Wine Spectator
- Editor and publisher: Marvin R. Shanken
- Categories: Wine magazine
- First issue: April 1, 1976
- Company: M. Shanken Communications
- Country: United States
- Based in: New York City
- Language: English
- Website: www.winespectator.com
- ISSN: 0193-497X

= Wine Spectator =

American wine magazine

Wine Spectator is an American lifestyle magazine that focuses on wine, wine culture and wine ratings. It is the flagship publication of M. Shanken Communications, which also publishes Cigar Aficionado, Whisky Advocate, Market Watch, Shanken News Daily and Shanken’s Impact Newsletter.

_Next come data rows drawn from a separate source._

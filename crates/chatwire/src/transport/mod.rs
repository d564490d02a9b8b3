//! HTTP transport abstraction
//!
//! Adapters never talk to the network directly. They hand a URL and
//! [`FetchOptions`] to a [`Transport`], which is either a direct reqwest call
//! or a relay through a proxy channel into another execution context.

mod direct;
mod text;

pub use direct::DirectTransport;
pub use text::Utf8Decoder;

use std::collections::BTreeMap;

use async_trait::async_trait;
use bytes::Bytes;
use futures::StreamExt;
use futures::stream::{self, BoxStream};
use serde::{Deserialize, Serialize};
use serde_json::Value;
use tokio_util::sync::CancellationToken;

use crate::error::{ChatwireError, Result};

/// Request parameters for one fetch
#[derive(Debug, Clone, PartialEq, Serialize, Deserialize)]
#[serde(rename_all = "camelCase")]
pub struct FetchOptions {
    #[serde(default = "default_method")]
    pub method: String,
    #[serde(default)]
    pub headers: BTreeMap<String, String>,
    #[serde(default, skip_serializing_if = "Option::is_none")]
    pub body: Option<String>,
}

fn default_method() -> String {
    "GET".to_string()
}

impl Default for FetchOptions {
    fn default() -> Self {
        Self {
            method: default_method(),
            headers: BTreeMap::new(),
            body: None,
        }
    }
}

impl FetchOptions {
    /// POST with a JSON body and `Content-Type: application/json`
    pub fn post_json(body: &Value) -> Result<Self> {
        let mut headers = BTreeMap::new();
        headers.insert("Content-Type".to_string(), "application/json".to_string());
        Ok(Self {
            method: "POST".to_string(),
            headers,
            body: Some(serde_json::to_string(body)?),
        })
    }

    pub fn header(mut self, name: impl Into<String>, value: impl Into<String>) -> Self {
        self.headers.insert(name.into(), value.into());
        self
    }
}

/// Status line and headers of a response, available before the body
#[derive(Debug, Clone, PartialEq, Serialize, Deserialize)]
pub struct ResponseMetadata {
    pub status: u16,
    #[serde(rename = "statusText", default)]
    pub status_text: String,
    #[serde(default)]
    pub headers: BTreeMap<String, String>,
}

impl ResponseMetadata {
    pub fn is_success(&self) -> bool {
        (200..300).contains(&self.status)
    }
}

/// Streamed response body; each item is one network chunk
pub type BodyStream = BoxStream<'static, Result<Bytes>>;

/// A response whose metadata has arrived and whose body is still streaming
pub struct HttpResponse {
    pub metadata: ResponseMetadata,
    pub body: BodyStream,
}

impl std::fmt::Debug for HttpResponse {
    fn fmt(&self, f: &mut std::fmt::Formatter<'_>) -> std::fmt::Result {
        f.debug_struct("HttpResponse")
            .field("metadata", &self.metadata)
            .finish_non_exhaustive()
    }
}

impl HttpResponse {
    pub fn new(metadata: ResponseMetadata, body: BodyStream) -> Self {
        Self { metadata, body }
    }

    pub fn is_success(&self) -> bool {
        self.metadata.is_success()
    }

    pub fn status(&self) -> u16 {
        self.metadata.status
    }

    /// Read the whole body as text
    pub async fn text(mut self) -> Result<String> {
        let mut decoder = Utf8Decoder::new();
        let mut text = String::new();
        while let Some(chunk) = self.body.next().await {
            text.push_str(&decoder.decode(&chunk?));
        }
        text.push_str(&decoder.finish());
        Ok(text)
    }

    /// Read the whole body and parse it as JSON
    pub async fn json(self) -> Result<Value> {
        let text = self.text().await?;
        Ok(serde_json::from_str(&text)?)
    }
}

/// Something that can perform an HTTP request and stream back the response
#[async_trait]
pub trait Transport: Send + Sync {
    /// Start a request; resolves once the response status and headers are known
    ///
    /// Firing `cancel` aborts the request before or during the body.
    async fn fetch(
        &self,
        url: &str,
        options: FetchOptions,
        cancel: CancellationToken,
    ) -> Result<HttpResponse>;

    /// Short name for logging
    fn name(&self) -> &'static str;
}

/// End a body stream with `Cancelled` as soon as `cancel` fires
pub fn with_cancellation(body: BodyStream, cancel: CancellationToken) -> BodyStream {
    stream::unfold(Some((body, cancel)), |state| async move {
        let (mut body, cancel) = state?;
        tokio::select! {
            biased;
            _ = cancel.cancelled() => Some((Err(ChatwireError::Cancelled), None)),
            item = body.next() => {
                let item = item?;
                Some((item, Some((body, cancel))))
            }
        }
    })
    .boxed()
}

#[cfg(test)]
mod tests {
    use super::*;

    fn body_of(chunks: &[&'static str]) -> BodyStream {
        let items: Vec<Result<Bytes>> = chunks
            .iter()
            .map(|c| Ok(Bytes::from_static(c.as_bytes())))
            .collect();
        stream::iter(items).boxed()
    }

    #[test]
    fn test_fetch_options_serialize_camel_case() {
        let options = FetchOptions::post_json(&serde_json::json!({"a": 1}))
            .unwrap()
            .header("Authorization", "Bearer k");
        let value = serde_json::to_value(&options).unwrap();

        assert_eq!(value["method"], "POST");
        assert_eq!(value["headers"]["Content-Type"], "application/json");
        assert_eq!(value["headers"]["Authorization"], "Bearer k");
        assert_eq!(value["body"], "{\"a\":1}");
    }

    #[test]
    fn test_fetch_options_body_omitted_when_absent() {
        let value = serde_json::to_value(FetchOptions::default()).unwrap();
        assert!(value.get("body").is_none());
        assert_eq!(value["method"], "GET");
    }

    #[test]
    fn test_metadata_status_text_field_name() {
        let metadata: ResponseMetadata = serde_json::from_value(serde_json::json!({
            "status": 404,
            "statusText": "Not Found",
            "headers": {"content-type": "text/plain"}
        }))
        .unwrap();

        assert_eq!(metadata.status_text, "Not Found");
        assert!(!metadata.is_success());
    }

    #[tokio::test]
    async fn test_response_text_joins_chunks() {
        let response = HttpResponse::new(
            ResponseMetadata {
                status: 200,
                status_text: "OK".to_string(),
                headers: BTreeMap::new(),
            },
            body_of(&["{\"ok\":", "true}"]),
        );

        let value = response.json().await.unwrap();
        assert_eq!(value["ok"], true);
    }

    #[tokio::test]
    async fn test_cancellation_ends_body() {
        let cancel = CancellationToken::new();
        let mut body = with_cancellation(body_of(&["a", "b"]), cancel.clone());

        assert_eq!(body.next().await.unwrap().unwrap(), Bytes::from_static(b"a"));
        cancel.cancel();
        assert!(matches!(
            body.next().await,
            Some(Err(ChatwireError::Cancelled))
        ));
        assert!(body.next().await.is_none());
    }
}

Wine Spectator editors review more than 15,000 wines each year in blind tastings. Wines are reviewed on a 100-point scale. Every issue contains 400 to 1,000 wine reviews with detailed tasting notes and drink recommendations

Each year since 1988, the publication has released its Top 100 list, where editors select the most exciting wines from the thousands reviewed during the course of the year. The Top 100 includes the coveted Wine of the Year honor.

Jeffery Lindenmuth is executive editor. As of 2023, senior editors include Bruce Sanderson, James Molesworth, Alison Napjus, MaryAnn Worobiec, Tim Fish, Kristen Bieler and Aaron Romano.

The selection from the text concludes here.